Depuis le mois de juillet 2010 l’équipe compte 7 salariés et une dizaine de bénévoles très actifs au quotidien. Les trois quarts de nos salariés sont employés en emplois aidés et la totalité des bénévoles sont des salariés de labels membres de CD1D. Même si nous n’avons pas à proprement parler de salarié mutualisé entre plusieurs labels, nous mutualisons de nombreux services pour nos membres, tel que pressage, communication, stands…

Nous souhaiterions parvenir dans les deux années à venir à un auto-financement avec le pourcentage pris sur les ventes et les cotisations annuelles d’où l’intérêt d’intégrer de nouveaux labels.

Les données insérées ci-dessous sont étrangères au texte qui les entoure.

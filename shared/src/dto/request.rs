//! # Requests
//!
//! Commands the foreground thread asks the network thread to perform.

use super::market::RequestId;
use serde::{Deserialize, Serialize};

/// Closed set of commands submitted to the bridge.
///
/// Each variant carries only the fields its vendor call needs. Requests are
/// consumed exactly once, by the network driver, in submission order.
#[derive(Debug, Clone, Serialize, Deserialize, PartialEq)]
pub enum Request {
    /// Start a market scanner subscription
    StartScan {
        request_id: RequestId,
        scan_code: String,
        location_code: String,
        price_floor: f64,
    },
    /// Cancel a scanner subscription
    CancelScan { request_id: RequestId },
    /// Fetch a historical bar series for a stock
    FetchSeries {
        request_id: RequestId,
        symbol: String,
        /// `YYYYMMDD HH:MM:SS`, or empty for "now"
        end_timestamp: String,
        /// Look-back window ("1 D", "1 W", "1 M", "1 Y")
        duration: String,
        /// Bar width ("1 min", "5 mins", "1 hour", "1 day")
        bar_size: String,
        /// "TRADES", "MIDPOINT", "BID", "ASK"
        data_kind: String,
        regular_hours_only: bool,
    },
    /// Cancel an in-flight historical series request
    CancelSeries { request_id: RequestId },
    /// Subscribe to account values for `account_code`, or to positions for
    /// all accounts when no code is given
    FetchAccount {
        #[serde(default, skip_serializing_if = "Option::is_none")]
        account_code: Option<String>,
    },
    /// Stream top-of-book quotes for a stock
    SubscribeQuotes { request_id: RequestId, symbol: String },
    /// Stop a quote stream
    CancelQuotes { request_id: RequestId },
    /// Ask for the scanner parameter catalogue (XML)
    FetchScannerParameters,
    /// Disconnect from the broker and stop the network driver
    Disconnect,
}

impl Request {
    /// Correlation id carried by the request, if any
    pub fn request_id(&self) -> Option<RequestId> {
        match self {
            Request::StartScan { request_id, .. }
            | Request::CancelScan { request_id }
            | Request::FetchSeries { request_id, .. }
            | Request::CancelSeries { request_id }
            | Request::SubscribeQuotes { request_id, .. }
            | Request::CancelQuotes { request_id } => Some(*request_id),
            Request::FetchAccount { .. } | Request::FetchScannerParameters | Request::Disconnect => {
                None
            }
        }
    }

    /// Short variant name for structured logs
    pub fn kind(&self) -> &'static str {
        match self {
            Request::StartScan { .. } => "StartScan",
            Request::CancelScan { .. } => "CancelScan",
            Request::FetchSeries { .. } => "FetchSeries",
            Request::CancelSeries { .. } => "CancelSeries",
            Request::FetchAccount { .. } => "FetchAccount",
            Request::SubscribeQuotes { .. } => "SubscribeQuotes",
            Request::CancelQuotes { .. } => "CancelQuotes",
            Request::FetchScannerParameters => "FetchScannerParameters",
            Request::Disconnect => "Disconnect",
        }
    }
}

#[cfg(test)]
mod tests {
    use super::*;

    #[test]
    fn test_request_id_extraction() {
        let scan = Request::StartScan {
            request_id: 1,
            scan_code: "TOP_PERC_GAIN".into(),
            location_code: "STK.US".into(),
            price_floor: 5.0,
        };
        assert_eq!(scan.request_id(), Some(1));
        assert_eq!(Request::CancelQuotes { request_id: 9 }.request_id(), Some(9));
        assert_eq!(Request::Disconnect.request_id(), None);
        assert_eq!(Request::FetchAccount { account_code: None }.request_id(), None);
    }

    #[test]
    fn test_fetch_account_omits_missing_code() {
        let json = serde_json::to_string(&Request::FetchAccount { account_code: None }).unwrap();
        assert_eq!(json, r#"{"FetchAccount":{}}"#);

        let parsed: Request = serde_json::from_str(r#"{"FetchAccount":{"account_code":"DU42"}}"#).unwrap();
        assert_eq!(parsed, Request::FetchAccount { account_code: Some("DU42".into()) });
    }

    #[test]
    fn test_kind_names() {
        assert_eq!(Request::Disconnect.kind(), "Disconnect");
        assert_eq!(Request::CancelScan { request_id: 3 }.kind(), "CancelScan");
    }
}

Malgré cette forte envie d’auto-financement il est indéniable que la chute des ventes physiques ne favorise pas notre expansion économique, toutefois nous ne baissons pas les bras ! Néanmoins le modèle économique de CD1D est précisément de reverser entre deux et trois fois plus que les circuits traditionnels… quitte à trouver des sources de financement ailleurs que sur les ventes de disques.

Depuis quelques années, l’association le CALIF (Club d’Action des Labels Indépendants Français) subventionnée par le Ministère de la Culture et de la Communication semble essayer de remuer les choses côté disquaires. Vous avez eu des contacts avec eux ? Vous aussi avez reçu les faveurs du ministère ?

Bien sûr nous connaissons l’activité du CALIF (dont au passage le nom prête à confusion puisqu’ils n’interviennent pas au nom de labels mais dans le champ précis des disquaires indépendants) et nous le(s) croisons régulièrement. Il(s) travaille(nt) avec certaines fédérations régionales qui sont déjà nos partenaires.
Pour le moment nous n’avons malheureusement pas bénéficié des subventions qu’ils ont réussi à lever pour tenter de maintenir un tissu de disquaires sur le territoire, même si nos champs d’intervention et de représentativité ne sont pas les mêmes.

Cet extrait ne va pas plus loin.